Crisis Intervention Team-Youth

It’s important for adults in school settings to seek an understanding of what’s at the heart of unwanted behaviors in children there. It’s easy to label a youth a trouble maker or even incorrigible, but seeking appropriate alternatives to suspension, expulsion or arrest can often be just as effective while providing for more positive long-term outcomes. Many law enforcement agencies are adopting crisis intervention team training to teach officers how to recognize and deescalate situations involving people going through mental or emotional crisis. In fact, the 2015 N.C. School Resource Officer Census found that 57 percent of North Carolina school resource officers had completed a 40-hour general training in CIT.

The Center for Safer Schools wants to help reduce the so-called “school to prison pipeline,” where school children are taken away from schools and sent into the juvenile and criminal justice systems. Expulsions and arrests may not only deprive some children of normal opportunities for jobs and higher education later in life, but all too often result in their incarceration as adults.

The Center obtained a grant from the Governor’s Crime Commission to work with professional mental health and law enforcement specialists to develop an 8-hour youth-specific program for SROs and other law enforcement officers who had completed the basic CIT training. This new program – Crisis Intervention Team-Youth – will focus on the types of emotional and mental health issues found in juveniles and ways to find the options best suited for diverting those youth in crisis from arrest and incarceration. CIT-Youth addresses such topics as child and adolescent trauma; childhood mental health disorders; spectrum disorders such as autism; suicide; crisis intervention; role plays; and local resources. Local management entities and managed care organizations will coordinate and conduct the CIT-Youth training program with officers in their areas who have completed general CIT training.

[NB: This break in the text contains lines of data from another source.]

//! Errors surfaced by the `jung` binary.

use jung_eval::EvalError;
use jung_parse::ParseError;
use thiserror::Error;

#[derive(Debug, Error)]
pub enum CliError {
    #[error("cannot read '{path}': {source}")]
    Read {
        path: String,
        #[source]
        source: std::io::Error,
    },

    #[error("{0}")]
    Io(#[from] std::io::Error),

    #[error(transparent)]
    Parse(#[from] ParseError),

    #[error("{0}")]
    Runtime(#[from] EvalError),
}

impl CliError {
    /// Process exit status for this error.
    pub fn exit_code(&self) -> i32 {
        match self {
            CliError::Runtime(err) => err.exit_code().unwrap_or(1),
            _ => 1,
        }
    }

    /// The line printed to stderr, or `None` for a script's `exit()` request.
    pub fn report(&self) -> Option<String> {
        match self {
            CliError::Runtime(err) if err.is_exit() => None,
            CliError::Runtime(err) => Some(match err.line {
                Some(line) => format!("jung runtime error [line {line}]: {}", err.message),
                None => format!("jung runtime error: {}", err.message),
            }),
            other => Some(format!("jung: {other}")),
        }
    }
}
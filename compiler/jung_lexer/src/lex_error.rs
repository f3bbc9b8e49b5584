//! Lexical errors.

use thiserror::Error;

#[derive(Clone, Debug, PartialEq, Eq, Error)]
pub enum LexError {
    #[error("line {line}:{column} - unexpected character '{ch}'")]
    UnexpectedChar { ch: char, line: u32, column: u32 },

    #[error("line {line}:{column} - unterminated string literal")]
    UnterminatedString { line: u32, column: u32 },

    #[error("line {line}:{column} - invalid number literal '{text}'")]
    InvalidNumber { text: String, line: u32, column: u32 },
}

impl LexError {
    /// Line the error was reported on.
    pub fn line(&self) -> u32 {
        match self {
            LexError::UnexpectedChar { line, .. }
            | LexError::UnterminatedString { line, .. }
            | LexError::InvalidNumber { line, .. } => *line,
        }
    }
}
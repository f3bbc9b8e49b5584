//! Interactive read-eval-print loop.

use std::io::{BufRead, Write};

use jung_eval::{Interpreter, Value};

use crate::CliError;

pub const PROMPT: &str = "jung> ";

/// Read lines from `input` and execute each against one interpreter.
///
/// A line holding a single expression echoes its value unless it is null.
/// Errors are written to `errors` and the session continues. `exit`,
/// `quit` or end of input ends the session; a script `exit(code)` ends it
/// with that error.
pub fn run_repl<R, W, E>(
    interp: &mut Interpreter,
    mut input: R,
    out: &mut W,
    errors: &mut E,
) -> Result<(), CliError>
where
    R: BufRead,
    W: Write,
    E: Write,
{
    let mut line = String::new();
    loop {
        write!(out, "{PROMPT}")?;
        out.flush()?;

        line.clear();
        if input.read_line(&mut line)? == 0 {
            writeln!(out)?;
            return Ok(());
        }
        let source = line.trim();
        match source {
            "" => continue,
            "exit" | "quit" => return Ok(()),
            _ => {}
        }

        match eval_line(interp, source) {
            Ok(Some(value)) => writeln!(out, "{value}")?,
            Ok(None) => {}
            Err(CliError::Runtime(err)) if err.is_exit() => return Err(err.into()),
            Err(err) => {
                if let Some(report) = err.report() {
                    writeln!(errors, "{report}")?;
                }
            }
        }
    }
}

/// Execute one line; a lone expression yields its value when not null.
fn eval_line(interp: &mut Interpreter, source: &str) -> Result<Option<Value>, CliError> {
    let program = jung_parse::parse(source)?;
    if let Some(expr) = program.as_single_expr() {
        let value = interp.evaluate(expr)?;
        return Ok((!matches!(value, Value::Null)).then_some(value));
    }
    interp.run(&program)?;
    Ok(None)
}
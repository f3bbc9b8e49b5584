//! Statement parsing tests.

use super::{parse_ok, single_stmt};
use jung_ir::{CompoundOp, ExprKind, StmtKind};
use pretty_assertions::assert_eq;

#[test]
fn test_semicolons_are_optional() {
    let program = parse_ok("let a = 1; let b = 2\nprint a;print b");
    assert_eq!(program.stmts.len(), 4);
    assert!(matches!(program.stmts[2].kind, StmtKind::Print(_)));
}

#[test]
fn test_statement_lines() {
    let program = parse_ok("let a = 1\n\nprint a");
    let lines: Vec<u32> = program.stmts.iter().map(|s| s.line).collect();
    assert_eq!(lines, vec![1, 3]);
}

#[test]
fn test_function_with_defaults() {
    let StmtKind::Function(def) = single_stmt("fn greet(name, greeting = \"Hello\") { return greeting + name }").kind
    else {
        panic!("expected function");
    };
    assert_eq!(def.name, "greet");
    assert_eq!(def.params.len(), 2);
    assert!(def.params[0].default.is_none());
    assert_eq!(
        def.params[1].default.as_ref().map(|d| d.kind.clone()),
        Some(ExprKind::Str("Hello".to_string()))
    );
    assert!(matches!(def.body[0].kind, StmtKind::Return(Some(_))));
}

#[test]
fn test_bare_return() {
    let StmtKind::Function(def) = single_stmt("fn f() { return }").kind else {
        panic!("expected function");
    };
    assert_eq!(def.body[0].kind, StmtKind::Return(None));

    let StmtKind::Function(def) = single_stmt("fn g() { return; }").kind else {
        panic!("expected function");
    };
    assert_eq!(def.body[0].kind, StmtKind::Return(None));
}

#[test]
fn test_class_methods() {
    let source = "class Point {\n  fn init(x) { this.x = x }\n  fn get() { return this.x }\n}";
    let StmtKind::Class(class) = single_stmt(source).kind else {
        panic!("expected class");
    };
    assert_eq!(class.name, "Point");
    let names: Vec<&str> = class.methods.iter().map(|m| m.name.as_str()).collect();
    assert_eq!(names, vec!["init", "get"]);
    assert_eq!(class.methods[1].line, 3);
}

#[test]
fn test_else_if_chain_nests() {
    let StmtKind::If { else_branch, .. } =
        single_stmt("if a { print 1 } else if b { print 2 } else { print 3 }").kind
    else {
        panic!("expected if");
    };
    let else_branch = else_branch.unwrap_or_default();
    assert_eq!(else_branch.len(), 1);
    let StmtKind::If {
        else_branch: inner_else,
        ..
    } = &else_branch[0].kind
    else {
        panic!("expected nested if");
    };
    assert_eq!(inner_else.as_ref().map(Vec::len), Some(1));
}

#[test]
fn test_loops() {
    assert!(matches!(
        single_stmt("while i < 3 { i += 1 }").kind,
        StmtKind::While { .. }
    ));
    let StmtKind::For { var, body, .. } = single_stmt("for x in [1, 2] { break; continue }").kind
    else {
        panic!("expected for");
    };
    assert_eq!(var, "x");
    assert_eq!(body[0].kind, StmtKind::Break);
    assert_eq!(body[1].kind, StmtKind::Continue);
}

#[test]
fn test_try_catch_with_and_without_variable() {
    let StmtKind::Try { catch_var, .. } =
        single_stmt("try { throw \"boom\" } catch (e) { print e }").kind
    else {
        panic!("expected try");
    };
    assert_eq!(catch_var.as_deref(), Some("e"));

    let StmtKind::Try {
        catch_var, handler, ..
    } = single_stmt("try { } catch { }").kind
    else {
        panic!("expected try");
    };
    assert_eq!(catch_var, None);
    assert!(handler.is_empty());
}

#[test]
fn test_import() {
    assert_eq!(
        single_stmt("import \"lib/util.jung\";").kind,
        StmtKind::Import("lib/util.jung".to_string())
    );
}

#[test]
fn test_assignment_targets() {
    assert!(matches!(
        single_stmt("x = 1").kind,
        StmtKind::Assign { ref target, .. } if matches!(target.kind, ExprKind::Ident(_))
    ));
    assert!(matches!(
        single_stmt("a[0] = 1").kind,
        StmtKind::Assign { ref target, .. } if matches!(target.kind, ExprKind::Index { .. })
    ));
    assert!(matches!(
        single_stmt("o.list[2] = 1").kind,
        StmtKind::Assign { ref target, .. } if matches!(target.kind, ExprKind::Index { .. })
    ));
    assert!(matches!(
        single_stmt("p.x = 1").kind,
        StmtKind::Assign { ref target, .. } if matches!(target.kind, ExprKind::Property { .. })
    ));
}

#[test]
fn test_compound_assignment_ops() {
    let ops: Vec<CompoundOp> = parse_ok("a += 1\na -= 1\na *= 2\na /= 2\no.n += 1")
        .stmts
        .into_iter()
        .filter_map(|s| match s.kind {
            StmtKind::CompoundAssign { op, .. } => Some(op),
            _ => None,
        })
        .collect();
    assert_eq!(
        ops,
        vec![
            CompoundOp::Add,
            CompoundOp::Sub,
            CompoundOp::Mul,
            CompoundOp::Div,
            CompoundOp::Add
        ]
    );
}

#[test]
fn test_expression_statement() {
    assert!(matches!(
        single_stmt("list.push(3)").kind,
        StmtKind::Expr(ref e) if matches!(e.kind, ExprKind::MethodCall { .. })
    ));
}

#[test]
fn test_empty_program() {
    assert!(parse_ok("  # only a comment\n").is_empty());
}
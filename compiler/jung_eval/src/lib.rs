//! Jung Eval - the runtime for the Jung scripting language.
//!
//! # Architecture
//!
//! - `Value`: the value universe. Strings and arrays are value types;
//!   objects are shared, reference-counted tables
//! - `Environment`: variable scoping with a scope stack
//! - `Interpreter`: statement execution and expression evaluation, with
//!   control flow threaded through `Outcome`
//! - `builtins`: the native function and method registry
//! - `json`: the serde mapping between values and JSON text
//!
//! The interpreter consumes a `jung_ir::Program` read-only.

pub mod builtins;
mod environment;
pub mod errors;
pub mod interpreter;
pub mod json;
mod operators;
mod print_handler;
mod value;

pub use builtins::{Builtin, NativeFn};
pub use environment::{Environment, LocalScope, Scope};
pub use errors::{EvalError, EvalErrorKind, EvalResult};
pub use interpreter::{Interpreter, InterpreterBuilder, Outcome, ScopedInterpreter, CLASS_KEY};
pub use operators::{binary as evaluate_binary, unary as evaluate_unary};
pub use print_handler::{
    buffer_handler, silent_handler, stdout_handler, BufferPrintHandler, PrintHandlerImpl,
    SharedPrintHandler, StdoutPrintHandler,
};
pub use value::{format_number, ObjectRef, Table, Value};

use jung_ir::Program;

/// Execute a program against a fresh interpreter printing to stdout.
pub fn run(program: &Program) -> Result<(), EvalError> {
    Interpreter::new().run(program)
}

#[cfg(test)]
mod tests;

To the untrained eye, a youth may be seen as exhibiting rebellious, offensive, abusive or some other form of undesirable behavior. Officers with CIT and CIT-Youth training are equipped to recognize a potential mental or emotional crisis that might be better served through a community resource, for example. The ultimate goal is to get those young people in crisis the help and resources they need before they become another statistic in the system. CIT-Youth is a great example how the Center for Safer Schools can take research and puts it into practical use in our schools to create better long-term outcomes for both vulnerable youth and society at large.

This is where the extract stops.